(Records from a data collection)
⁂

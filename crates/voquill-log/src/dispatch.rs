//! Fire-and-forget delivery of records to a sink.

use futures::FutureExt;

use crate::level::Severity;
use crate::sink::LogSink;

/// Hand `message` to `sink` without waiting for delivery.
///
/// Inside a tokio runtime the delivery is spawned; outside one it is polled
/// once and dropped if still pending. Delivery failures go to the `tracing`
/// diagnostic channel and never reach the caller.
pub(crate) fn dispatch(sink: &dyn LogSink, severity: Severity, message: String) {
    let delivery = sink.write(severity, message);

    match tokio::runtime::Handle::try_current() {
        Ok(handle) => {
            handle.spawn(async move {
                if let Err(e) = delivery.await {
                    tracing::warn!(target: "voquill_log::dispatch", %severity, error = %e, "Log delivery failed");
                }
            });
        }
        Err(_) => match delivery.now_or_never() {
            Some(Ok(())) => {}
            Some(Err(e)) => {
                tracing::warn!(target: "voquill_log::dispatch", %severity, error = %e, "Log delivery failed");
            }
            None => {
                tracing::debug!(target: "voquill_log::dispatch", %severity, "Dropped pending log delivery outside a runtime");
            }
        },
    }
}
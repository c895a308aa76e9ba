//! Global error capture tests
//!
//! The panic hook and the rejection handler are process-wide, so every test
//! here holds `HOOK_LOCK` and restores the default panic hook when done.

use std::panic;
use std::sync::Arc;

use futures::future::{self, BoxFuture, FutureExt};
use parking_lot::Mutex;
use tempfile::TempDir;
use voquill_log::{
    init_logging, install_error_hooks, report_unhandled_rejection, spawn_detached, LogArg,
    LogError, LogResult, LogSink, LoggingBuilder, LoggingConfig, MemoryPreferenceStore,
    MemorySink, Severity, VerbosityLevel,
};

static HOOK_LOCK: Mutex<()> = parking_lot::const_mutex(());

/// Restores the default panic hook when dropped
struct DefaultHookGuard;

impl Drop for DefaultHookGuard {
    fn drop(&mut self) {
        let _ = panic::take_hook();
    }
}

fn trigger_panic(f: impl FnOnce() + panic::UnwindSafe) {
    let result = panic::catch_unwind(f);
    assert!(result.is_err());
}

struct UnattachableSink;

impl LogSink for UnattachableSink {
    fn write(&self, _severity: Severity, _message: String) -> BoxFuture<'static, LogResult<()>> {
        future::ready(Ok(())).boxed()
    }

    fn attach(&self) -> BoxFuture<'static, LogResult<()>> {
        future::ready(Err(LogError::SinkSetup("no console".into()))).boxed()
    }
}

// ============================================================================
// Uncaught Errors
// ============================================================================

#[test]
fn test_panic_is_written_to_sink() {
    let _lock = HOOK_LOCK.lock();
    let _guard = DefaultHookGuard;
    let sink = MemorySink::new();
    install_error_hooks(Arc::new(sink.clone()));

    let line = line!() + 1;
    trigger_panic(|| panic!("mic unavailable"));

    let errors = sink.messages(Severity::Error);
    assert_eq!(errors.len(), 1);
    let prefix = format!("Uncaught error: mic unavailable at {}:{}:", file!(), line);
    assert!(errors[0].starts_with(&prefix), "{:?}", errors[0]);
}

#[test]
fn test_formatted_panic_message() {
    let _lock = HOOK_LOCK.lock();
    let _guard = DefaultHookGuard;
    let sink = MemorySink::new();
    install_error_hooks(Arc::new(sink.clone()));

    let code = 3;
    trigger_panic(move || panic!("hotkey {} already bound", code));

    let errors = sink.messages(Severity::Error);
    assert_eq!(errors.len(), 1);
    assert!(errors[0].starts_with("Uncaught error: hotkey 3 already bound at "));
}

#[test]
fn test_non_string_panic_payload_is_unknown() {
    let _lock = HOOK_LOCK.lock();
    let _guard = DefaultHookGuard;
    let sink = MemorySink::new();
    install_error_hooks(Arc::new(sink.clone()));

    trigger_panic(|| panic::panic_any(404u16));

    let errors = sink.messages(Severity::Error);
    assert_eq!(errors.len(), 1);
    assert!(errors[0].starts_with("Uncaught error: unknown at "));
}

#[test]
fn test_panic_bypasses_verbosity_and_logger() {
    let _lock = HOOK_LOCK.lock();
    let _guard = DefaultHookGuard;
    let sink = MemorySink::new();
    install_error_hooks(Arc::new(sink.clone()));

    trigger_panic(|| panic!("first"));
    trigger_panic(|| panic!("second"));

    // One record per panic, nothing else
    assert_eq!(sink.len(), 2);
    assert!(sink.messages(Severity::Verbose).is_empty());
}

// ============================================================================
// Unhandled Rejections
// ============================================================================

#[test]
fn test_rejection_is_written_to_sink() {
    let _lock = HOOK_LOCK.lock();
    let _guard = DefaultHookGuard;
    let sink = MemorySink::new();
    install_error_hooks(Arc::new(sink.clone()));

    report_unhandled_rejection("transcription timed out");

    assert_eq!(
        sink.messages(Severity::Error),
        vec!["Unhandled rejection: transcription timed out"]
    );
}

#[tokio::test]
async fn test_spawn_detached_reports_failure() {
    let _lock = HOOK_LOCK.lock();
    let _guard = DefaultHookGuard;
    let sink = MemorySink::new();
    install_error_hooks(Arc::new(sink.clone()));

    spawn_detached(async { Err::<(), _>("network down") })
        .await
        .unwrap();
    spawn_detached(async { Ok::<_, String>(5) }).await.unwrap();

    assert_eq!(
        sink.messages(Severity::Error),
        vec!["Unhandled rejection: network down"]
    );
}

// ============================================================================
// Installation
// ============================================================================

#[test]
fn test_last_installation_wins() {
    let _lock = HOOK_LOCK.lock();
    let _guard = DefaultHookGuard;
    let first = MemorySink::new();
    let second = MemorySink::new();

    install_error_hooks(Arc::new(first.clone()));
    install_error_hooks(Arc::new(second.clone()));

    trigger_panic(|| panic!("boom"));
    report_unhandled_rejection("nope");

    assert!(first.is_empty());
    assert_eq!(second.len(), 2);
    assert!(second.messages(Severity::Error)[0].starts_with("Uncaught error: boom at "));
    assert_eq!(second.messages(Severity::Error)[1], "Unhandled rejection: nope");
}

#[tokio::test]
async fn test_init_logging_attaches_then_installs() {
    let _lock = HOOK_LOCK.lock();
    let _guard = DefaultHookGuard;
    let sink = MemorySink::new();

    init_logging(Arc::new(sink.clone())).await.unwrap();
    assert_eq!(sink.attach_count(), 1);

    report_unhandled_rejection("late");
    assert_eq!(
        sink.messages(Severity::Error),
        vec!["Unhandled rejection: late"]
    );
}

#[tokio::test]
async fn test_failed_attach_leaves_previous_hooks() {
    let _lock = HOOK_LOCK.lock();
    let _guard = DefaultHookGuard;
    let previous = MemorySink::new();
    install_error_hooks(Arc::new(previous.clone()));

    let result = init_logging(Arc::new(UnattachableSink)).await;
    assert!(matches!(result, Err(LogError::SinkSetup(_))));

    report_unhandled_rejection("still routed");
    assert_eq!(
        previous.messages(Severity::Error),
        vec!["Unhandled rejection: still routed"]
    );
}

#[tokio::test]
async fn test_builder_wires_sink_and_preferences() {
    let _lock = HOOK_LOCK.lock();
    let _guard = DefaultHookGuard;
    let temp = TempDir::new().unwrap();
    let config = LoggingConfig {
        data_dir: Some(temp.path().join("voquill")),
        ..LoggingConfig::default()
    };
    let sink = MemorySink::new();

    let log = LoggingBuilder::new(config.clone())
        .with_sink(Arc::new(sink.clone()))
        .init()
        .await
        .unwrap();

    assert_eq!(sink.attach_count(), 1);
    assert!(config.preferences_path().exists());
    assert_eq!(log.get_level(), VerbosityLevel::Info);

    log.set_level(VerbosityLevel::Verbose);
    log.verbose([LogArg::from("persisted")]);
    assert_eq!(sink.messages(Severity::Verbose), vec!["persisted"]);
}

#[tokio::test]
async fn test_builder_with_memory_preferences() {
    let _lock = HOOK_LOCK.lock();
    let _guard = DefaultHookGuard;
    let sink = MemorySink::new();

    let log = LoggingBuilder::new(LoggingConfig::default())
        .with_sink(Arc::new(sink.clone()))
        .with_preferences(Arc::new(MemoryPreferenceStore::new()))
        .init()
        .await
        .unwrap();

    log.verbose([LogArg::from("hidden")]);
    log.info([LogArg::from("shown")]);

    assert_eq!(sink.len(), 1);
    assert_eq!(sink.messages(Severity::Info), vec!["shown"]);
}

⁂

TASK TO CARRY OUT: The lines above may hold the string "async". Say how many do, and give only that number.

EXERCISE ANSWER: 8